A titre indicatif, on trouve rarement des crevettes participant encore significativement aux captures après deux ans d'âge bien que des crevettes âgées d'au moins 27 mois aient été observées par marquage (Baxter, 1971).

5.2. EXPRESSION MATHEMATIQUE DE LA CROISSANCE

Les données de base étant obtenues (couples âge-longueur, accroissements en fonction de la taille), il peut être nécessaire de rechercher l'expression mathématique, le modèle, représentant le mieux la croissance à partir d'une formule simple. La littérature est riche en travaux de base et de synthèse sur ce sujet et il n'est pas nécessaire d'en faire, dans ce travail, une revue exhaustive. Le lecteur se réfèrera plus utilement aux ouvrages de base de Beverton et Holt (1956), Ricker (1958, 1975, 1979), Gulland (1969). Il est rare qu'un seul et même modèle puisse représenter la croissance de façon satisfaisante de la naissance à la mort de l'individu et une approximation doit le plus souvent être acceptée.

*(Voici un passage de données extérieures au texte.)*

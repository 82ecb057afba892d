//! Tag deletion command.
//!
//! Composes capture, coordinator, and the collaborator services:
//! deletes a tag across the target repositories, reports through the
//! notification gateway, and applies the configured rollback policy
//! when the forward pass halts.

use std::path::PathBuf;

use serde::Serialize;

use crate::git::{GitBackend, GitRevisionResolver};
use crate::operation::{
    CompoundResult, ForwardOutcome, HaltDetail, OperationCoordinator, OperationKind,
    OperationState, RestoreRequest, TagDeleteStrategy, capture_tips,
};
use crate::services::{OperationServices, Severity};
use crate::types::{RepoKey, RollbackPolicy};

/// Options for the tag deletion command.
#[derive(Debug, Clone)]
pub struct DeleteTagOptions {
    /// Tag to delete.
    pub tag: String,
    /// Target repository roots, in operation order.
    pub repos: Vec<PathBuf>,
    /// What to do with the successful prefix after a halt.
    pub rollback: RollbackPolicy,
}

impl DeleteTagOptions {
    pub fn new(tag: impl Into<String>) -> Self {
        Self {
            tag: tag.into(),
            repos: Vec::new(),
            rollback: RollbackPolicy::default(),
        }
    }

    pub fn with_repo(mut self, repo: impl Into<PathBuf>) -> Self {
        self.repos.push(repo.into());
        self
    }

    pub fn with_repos(mut self, repos: impl IntoIterator<Item = PathBuf>) -> Self {
        self.repos.extend(repos);
        self
    }

    pub fn with_rollback(mut self, policy: RollbackPolicy) -> Self {
        self.rollback = policy;
        self
    }
}

/// Report from one tag deletion run.
#[derive(Debug, Clone, Serialize)]
pub struct DeleteTagReport {
    pub tag: String,
    /// Terminal coordinator state.
    pub state: OperationState,
    /// Repositories whose tag was deleted, in operation order.
    pub deleted: Vec<RepoKey>,
    /// The fatal forward-pass failure, when the run halted.
    pub failure: Option<HaltDetail>,
    /// Outcome of the immediate rollback, when one ran.
    pub rollback: Option<CompoundResult>,
    /// Present after a fully successful run; frontends persist it to
    /// offer a deferred undo.
    pub restore: Option<RestoreRequest>,
}

/// Deletes one tag across an ordered set of repositories.
pub struct DeleteTagCommand {
    git: GitBackend,
    services: OperationServices,
}

impl DeleteTagCommand {
    pub fn new(git: GitBackend, services: OperationServices) -> Self {
        Self { git, services }
    }

    /// Execute the deletion.
    ///
    /// Errors only on infrastructure misuse (no targets, unresolvable
    /// paths); mutation failures are reported in the returned report
    /// and through the notification gateway.
    pub fn execute(&self, options: &DeleteTagOptions) -> anyhow::Result<DeleteTagReport> {
        if options.repos.is_empty() {
            anyhow::bail!("No target repositories for tag deletion");
        }
        let mut targets = Vec::with_capacity(options.repos.len());
        for path in &options.repos {
            targets.push(RepoKey::from_path(path)?);
        }

        let strategy = TagDeleteStrategy::new(self.git.clone(), options.tag.clone());
        let resolver = GitRevisionResolver::new();
        let capture = capture_tips(&resolver, &targets, &strategy.capture_reference());

        let mut coordinator = OperationCoordinator::new(
            strategy,
            targets,
            capture.clone(),
            self.services.refresh.clone(),
        );

        match coordinator.execute()? {
            ForwardOutcome::Completed => {
                let request = RestoreRequest::new(
                    OperationKind::TagDeletion {
                        tag: options.tag.clone(),
                    },
                    coordinator.successful_targets().to_vec(),
                    capture,
                );
                let mut handle = self.services.notifier.notify(
                    Severity::Info,
                    "Tag deleted",
                    &format!(
                        "Deleted tag '{}' in {} repositories",
                        options.tag,
                        request.targets.len()
                    ),
                );
                handle.offer_restore("Restore", &request);

                Ok(DeleteTagReport {
                    tag: options.tag.clone(),
                    state: coordinator.state(),
                    deleted: coordinator.successful_targets().to_vec(),
                    failure: None,
                    rollback: None,
                    restore: Some(request),
                })
            }
            ForwardOutcome::Halted(detail) => {
                self.services.notifier.notify(
                    Severity::Error,
                    &format!("Tag '{}' wasn't deleted", options.tag),
                    &detail.error,
                );
                let rollback = self.run_halt_rollback(&mut coordinator, options)?;

                Ok(DeleteTagReport {
                    tag: options.tag.clone(),
                    state: coordinator.state(),
                    deleted: coordinator.successful_targets().to_vec(),
                    failure: Some(detail),
                    rollback,
                    restore: None,
                })
            }
        }
    }

    /// Apply the rollback policy to a halted operation.
    fn run_halt_rollback(
        &self,
        coordinator: &mut OperationCoordinator<TagDeleteStrategy>,
        options: &DeleteTagOptions,
    ) -> anyhow::Result<Option<CompoundResult>> {
        if coordinator.successful_targets().is_empty() {
            return Ok(None);
        }

        let accepted = match options.rollback {
            RollbackPolicy::Auto => true,
            RollbackPolicy::Never => false,
            RollbackPolicy::Ask => {
                let proposal = coordinator.rollback_proposal();
                self.services.confirmation.propose(&proposal)
            }
        };
        if !accepted {
            return Ok(None);
        }

        let result = coordinator.rollback()?;
        if result.total_success() {
            self.services.notifier.notify(
                Severity::Info,
                "Rollback successful",
                &format!("Restored tag '{}'", options.tag),
            );
        } else {
            self.services.notifier.notify(
                Severity::Error,
                "Error during rollback of tag deletion",
                &result.error_output_with_repo_indication(),
            );
        }
        Ok(Some(result))
    }
}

Le modèle le plus couramment utilisé est celui de Von Bertalanffy (1938) que Beverton et Holt (1956) ont consacré en l'intégrant dans leurs équations de rendement. D'autres modèles ont été proposés tels que les modèles de Gompertz (Riffenburgh, 1960), logistique (in Ricker, 1971) ou exponentiel (Ricker, 1958). Les propriétés du modèle de Von Bertalanffy ont été examinées par nombre d'auteurs déjà cités ainsi que par Fabens (1965) et Southward et Chapman (1965). Les modèles de Gompertz et Von Bertalanffy ont été comparés par Silliman (1969) et Parrack (1979) en ce qui concerne respectivement les poissons et les crevettes penaeïdes. Leurs résultats prouvent que le modèle de Von Bertalanffy tel qu'on l'utilise actuellement est bien adapté. Des modifications, ou une généralisation, de l'équation de Von Bertalanffy ont été proposées par divers auteurs tels que Richards (1959), Chapman (1961) et Taylor (1962). Bien que leur application aux modèles de Beverton et Holt soit possible (Paulik et Gales, 1964), elles ne semblent pas encore avoir été utilisées. Knight (1969) a également proposé une équation modifiée faisant réellement apparaître le taux de croissance (croissance par unité de temps).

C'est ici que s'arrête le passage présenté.